Recently, I had the pleasure of reconnecting with an old friend Kris who, in some ways, has lead a parallel existence. She is a project manager by day and like myself, she managed to find her way to the spinning wheel some time ago. I’ve always known her to be a bit of a “Renaissance man,” so to speak, and a woman of many talents. She has some excellent insights on creativity in tough times.
Another day in quarantine: creativity as a vital component of survival
Recently, I watched “Lockdown Productivity: Spaceship You,” which provided a unique perspective on how we should view quarantine. As a fan of sci-fi and science in general, the imagery of being alone together in space resonated with me. I also realized that while I keep some of my spaces separated out, I definitely have room for improvement.
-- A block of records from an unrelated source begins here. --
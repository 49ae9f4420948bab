//! Row mapping of the persisted entities for bulk inserts.

use chrono::NaiveDate;
use common::model::animal::Animal;
use common::model::calving::CalvingRecord;
use common::model::event::Event;
use common::model::field::Field;
use common::model::property::Property;
use common::model::slaughter::SlaughterRecord;
use common::model::vaccination::Vaccination;
use rusqlite::types::Value;

/// An entity that can be written as one row of `TABLE`.
///
/// `values` must yield exactly one value per entry of `COLUMNS`, in order.
pub trait Record {
    const TABLE: &'static str;
    const COLUMNS: &'static [&'static str];

    fn values(&self) -> Vec<Value>;

    fn insert_sql() -> String {
        let placeholders: Vec<String> = (1..=Self::COLUMNS.len()).map(|i| format!("?{}", i)).collect();
        format!(
            "INSERT INTO {} ({}) VALUES ({})",
            Self::TABLE,
            Self::COLUMNS.join(", "),
            placeholders.join(", ")
        )
    }
}

fn text(value: &str) -> Value {
    Value::Text(value.to_string())
}

fn opt_text(value: Option<&str>) -> Value {
    value.map(text).unwrap_or(Value::Null)
}

fn date(value: NaiveDate) -> Value {
    Value::Text(value.format("%Y-%m-%d").to_string())
}

fn opt_date(value: Option<NaiveDate>) -> Value {
    value.map(date).unwrap_or(Value::Null)
}

fn opt_real(value: Option<f64>) -> Value {
    value.map(Value::Real).unwrap_or(Value::Null)
}

fn flag(value: bool) -> Value {
    Value::Integer(i64::from(value))
}

impl Record for Animal {
    const TABLE: &'static str = "animals";
    const COLUMNS: &'static [&'static str] = &[
        "id",
        "tag_number",
        "name",
        "animal_type",
        "sex",
        "date_of_birth",
        "breeding_method",
        "sire_id",
        "dam_id",
        "herd_name",
        "organic",
    ];

    fn values(&self) -> Vec<Value> {
        vec![
            text(&self.id),
            text(&self.tag_number),
            opt_text(self.name.as_deref()),
            text(self.animal_type.as_str()),
            text(self.sex.as_str()),
            opt_date(self.date_of_birth),
            opt_text(self.breeding_method.map(|m| m.as_str())),
            opt_text(self.sire_id.as_deref()),
            opt_text(self.dam_id.as_deref()),
            opt_text(self.herd_name.as_deref()),
            flag(self.organic),
        ]
    }
}

impl Record for Property {
    const TABLE: &'static str = "properties";
    const COLUMNS: &'static [&'static str] = &[
        "id",
        "name",
        "location",
        "acreage",
        "is_leased",
        "lease_start_date",
        "lease_end_date",
        "notes",
    ];

    fn values(&self) -> Vec<Value> {
        vec![
            text(&self.id),
            text(&self.name),
            opt_text(self.location.as_deref()),
            opt_real(self.acreage),
            flag(self.is_leased),
            opt_date(self.lease_start_date),
            opt_date(self.lease_end_date),
            opt_text(self.notes.as_deref()),
        ]
    }
}

impl Record for Field {
    const TABLE: &'static str = "fields";
    const COLUMNS: &'static [&'static str] = &["id", "name", "property_id", "acreage", "notes"];

    fn values(&self) -> Vec<Value> {
        vec![
            text(&self.id),
            text(&self.name),
            text(&self.property_id),
            opt_real(self.acreage),
            opt_text(self.notes.as_deref()),
        ]
    }
}

impl Record for Vaccination {
    const TABLE: &'static str = "vaccinations";
    const COLUMNS: &'static [&'static str] = &[
        "id",
        "animal_id",
        "vaccine_name",
        "administered_date",
        "dosage",
        "administered_by",
        "next_due_date",
        "notes",
    ];

    fn values(&self) -> Vec<Value> {
        vec![
            text(&self.id),
            text(&self.animal_id),
            text(&self.vaccine_name),
            date(self.administered_date),
            opt_text(self.dosage.as_deref()),
            opt_text(self.administered_by.as_deref()),
            opt_date(self.next_due_date),
            opt_text(self.notes.as_deref()),
        ]
    }
}

impl Record for Event {
    const TABLE: &'static str = "events";
    const COLUMNS: &'static [&'static str] = &[
        "id",
        "animal_id",
        "event_type",
        "event_date",
        "description",
        "notes",
    ];

    fn values(&self) -> Vec<Value> {
        vec![
            text(&self.id),
            text(&self.animal_id),
            text(&self.event_type),
            date(self.event_date),
            opt_text(self.description.as_deref()),
            opt_text(self.notes.as_deref()),
        ]
    }
}

impl Record for CalvingRecord {
    const TABLE: &'static str = "calving_records";
    const COLUMNS: &'static [&'static str] = &[
        "id",
        "dam_id",
        "calving_date",
        "calf_id",
        "calf_sex",
        "complications",
        "notes",
    ];

    fn values(&self) -> Vec<Value> {
        vec![
            text(&self.id),
            text(&self.dam_id),
            date(self.calving_date),
            opt_text(self.calf_id.as_deref()),
            opt_text(self.calf_sex.map(|s| s.as_str())),
            flag(self.complications),
            opt_text(self.notes.as_deref()),
        ]
    }
}

impl Record for SlaughterRecord {
    const TABLE: &'static str = "slaughter_records";
    const COLUMNS: &'static [&'static str] = &[
        "id",
        "animal_id",
        "slaughter_date",
        "live_weight",
        "carcass_weight",
        "processor",
        "notes",
    ];

    fn values(&self) -> Vec<Value> {
        vec![
            text(&self.id),
            text(&self.animal_id),
            date(self.slaughter_date),
            opt_real(self.live_weight),
            opt_real(self.carcass_weight),
            opt_text(self.processor.as_deref()),
            opt_text(self.notes.as_deref()),
        ]
    }
}

#[cfg(test)]
mod tests {
    use super::*;

    fn check_arity<R: Record>(sample: &R) {
        assert_eq!(sample.values().len(), R::COLUMNS.len(), "{}", R::TABLE);
    }

    #[test]
    fn insert_sql_lists_every_column() {
        assert_eq!(
            Field::insert_sql(),
            "INSERT INTO fields (id, name, property_id, acreage, notes) VALUES (?1, ?2, ?3, ?4, ?5)"
        );
    }

    #[test]
    fn values_match_columns() {
        let day = NaiveDate::from_ymd_opt(2024, 3, 1).unwrap();
        check_arity(&Field {
            id: "f".into(),
            name: "North".into(),
            property_id: "p".into(),
            acreage: None,
            notes: None,
        });
        check_arity(&Event {
            id: "e".into(),
            animal_id: "a".into(),
            event_type: "weighing".into(),
            event_date: day,
            description: None,
            notes: None,
        });
        check_arity(&SlaughterRecord {
            id: "s".into(),
            animal_id: "a".into(),
            slaughter_date: day,
            live_weight: Some(510.0),
            carcass_weight: None,
            processor: None,
            notes: None,
        });
    }

    #[test]
    fn dates_and_flags_use_storage_spelling() {
        assert_eq!(date(NaiveDate::from_ymd_opt(2023, 1, 5).unwrap()), Value::Text("2023-01-05".into()));
        assert_eq!(flag(true), Value::Integer(1));
        assert_eq!(opt_text(None), Value::Null);
    }
}
//! Fatal errors of an API call.
//!
//! Per-row problems are never represented here: they travel inside a
//! successful `ImportResult`. An `ApiError` means the call as a whole failed
//! and is rendered as `{ "error": "..." }` with a matching status code.

use crate::db::StoreError;
use crate::pipeline::parser::ParseError;
use actix_web::http::StatusCode;
use actix_web::{HttpResponse, ResponseError};
use log::{error, warn};
use serde_json::json;

#[derive(Debug, thiserror::Error)]
pub enum ApiError {
    #[error("unrecognized data kind '{0}'")]
    UnknownKind(String),
    #[error("could not parse CSV: {0}")]
    Parse(#[from] ParseError),
    #[error("bad request: {0}")]
    BadRequest(String),
    #[error("storage error: {0}")]
    Storage(#[source] StoreError),
    #[error("reference lookup failed: {0}")]
    Lookup(#[source] StoreError),
    #[error("bulk write failed, nothing was imported: {0}")]
    Write(#[source] StoreError),
    #[error("could not write CSV export: {0}")]
    Export(String),
    #[error("background task failed: {0}")]
    Task(String),
}

impl ResponseError for ApiError {
    fn status_code(&self) -> StatusCode {
        match self {
            ApiError::UnknownKind(_) => StatusCode::NOT_FOUND,
            ApiError::Parse(_) | ApiError::BadRequest(_) => StatusCode::BAD_REQUEST,
            ApiError::Storage(_)
            | ApiError::Lookup(_)
            | ApiError::Write(_)
            | ApiError::Export(_)
            | ApiError::Task(_) => StatusCode::INTERNAL_SERVER_ERROR,
        }
    }

    fn error_response(&self) -> HttpResponse {
        let status = self.status_code();
        if status.is_server_error() {
            error!("{}", self);
        } else {
            warn!("{}", self);
        }
        HttpResponse::build(status).json(json!({ "error": self.to_string() }))
    }
}

#[cfg(test)]
mod tests {
    use super::*;

    #[test]
    fn fatal_errors_map_to_distinct_statuses() {
        assert_eq!(ApiError::UnknownKind("cows".into()).status_code(), StatusCode::NOT_FOUND);
        assert_eq!(ApiError::Parse(ParseError::MissingHeader).status_code(), StatusCode::BAD_REQUEST);
        assert_eq!(ApiError::Task("join".into()).status_code(), StatusCode::INTERNAL_SERVER_ERROR);
    }

    #[test]
    fn messages_name_the_cause() {
        assert_eq!(
            ApiError::UnknownKind("cows".into()).to_string(),
            "unrecognized data kind 'cows'"
        );
        assert_eq!(
            ApiError::Parse(ParseError::UnterminatedQuote).to_string(),
            "could not parse CSV: unterminated quoted field"
        );
    }
}
//! HTTP surface of the server, one sub-module per route scope.
//!
//! - `import`: CSV bulk import per data kind (`/api/import`).
//! - `export`: CSV download per data kind (`/api/export`).
//! - `health`: liveness probe (`/api/health`).

pub mod export;
pub mod health;
pub mod import;

use crate::error::ApiError;
use actix_web::web;
use common::model::kind::DataKind;

/// Parses the `{kind}` path segment shared by the import and export routes.
pub(crate) fn parse_kind(slug: &str) -> Result<DataKind, ApiError> {
    slug.parse::<DataKind>().map_err(ApiError::UnknownKind)
}

/// JSON extractor settings: body size limit, and malformed bodies answered
/// in the same `{ "error": ... }` shape as every other fatal error.
pub fn json_config(limit_bytes: usize) -> web::JsonConfig {
    web::JsonConfig::default()
        .limit(limit_bytes)
        .error_handler(|err, _req| ApiError::BadRequest(err.to_string()).into())
}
The video covered several points, including creating for work or for personal enjoyment. For me, working from home full-time has its benefits—and its drawbacks. I’m busier now than I’ve ever been—more meetings, longer hours, and bigger projects—and fewer breaks in between. It’s important to remember that moving around—before, during, or after work—is still valid, necessary, and even more beneficial than before. I definitely struggle; it feels like there’s never enough time for the amount of work to be done, especially when home demands are also piled on top of work demands. But. Get out for a walk or ride if you can; if you can’t or don’t feel comfortable, try something indoors like stretches, yoga, and/or bodyweight exercises, to name a few.
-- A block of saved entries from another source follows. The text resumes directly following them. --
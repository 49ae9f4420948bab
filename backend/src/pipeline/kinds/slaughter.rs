use crate::pipeline::kinds::ImportKind;
use crate::pipeline::resolver::{new_id, require_animal, ReferenceLookup, ResolveError};
use crate::pipeline::schema::{CheckedRow, ColumnKind, ColumnRule};
use chrono::NaiveDate;
use common::model::kind::DataKind;
use common::model::slaughter::SlaughterRecord;

pub struct SlaughterImport;

#[derive(Debug)]
pub struct SlaughterDraft {
    animal_tag: String,
    slaughter_date: NaiveDate,
    live_weight: Option<f64>,
    carcass_weight: Option<f64>,
    processor: Option<String>,
    notes: Option<String>,
}

impl ImportKind for SlaughterImport {
    type Draft = SlaughterDraft;
    type Entity = SlaughterRecord;

    const KIND: DataKind = DataKind::SlaughterRecords;
    const COLUMNS: &'static [ColumnRule] = &[
        ColumnRule::required("animalTag", ColumnKind::Text),
        ColumnRule::required("slaughterDate", ColumnKind::Date),
        ColumnRule::optional("liveWeight", ColumnKind::Number),
        ColumnRule::optional("carcassWeight", ColumnKind::Number),
        ColumnRule::optional("processor", ColumnKind::Text),
        ColumnRule::optional("notes", ColumnKind::Text),
    ];

    fn draft(row: &CheckedRow) -> Result<SlaughterDraft, String> {
        Ok(SlaughterDraft {
            animal_tag: row.require_text("animalTag")?,
            slaughter_date: row.require_date("slaughterDate")?,
            live_weight: row.number("liveWeight"),
            carcass_weight: row.number("carcassWeight"),
            processor: row.text("processor"),
            notes: row.text("notes"),
        })
    }

    fn resolve<L>(draft: SlaughterDraft, lookup: &L) -> Result<SlaughterRecord, ResolveError>
    where
        L: ReferenceLookup + ?Sized,
    {
        let animal_id = require_animal(lookup, &draft.animal_tag)?;
        Ok(SlaughterRecord {
            id: new_id(),
            animal_id,
            slaughter_date: draft.slaughter_date,
            live_weight: draft.live_weight,
            carcass_weight: draft.carcass_weight,
            processor: draft.processor,
            notes: draft.notes,
        })
    }
}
Outside of professional creativity, throughout quarantine I’ve found myriad ways to keep busy and keep learning–not the least of which including:
- Renovating our house
- Restoring antique radios
- Repairing a cuckoo clock
- Picking up on Viking wire weaving
- Exploring low-carb cooking and baking
- Learning archery, using a recurve bow
- Making digital art
- Sewing/hand-piecing a quilt top
–on top of the usual spinning, knitting, playing instruments, and so on. Recently I picked up my ukulele for the first time in months. It felt good to simply sit and be, playing something familiar and comforting. My fingers were stiff, my movements far from what they used to be, but it was therapeutic nonetheless.
It was in one of these sessions where I’ve lost hours of time that I realized creativity is vital for my mental health. I’m not the sort of person to commit to one thing and learn to do it well (though I keep telling myself I should); the joy for me comes in learning to do all the things to varying degrees. In some ways that leaves me ultimately to a life of mediocrity. I’ll never specialize. In other ways, though, I value much more the ability to be a generalist and take pride in being able to do a lot of different things.
I need that ability to be able to do whatever catches my fancy, however brief; there’s a joy in tackling new projects that I will always seek.
What keeps you sane right now? What are you not doing that you wish you could?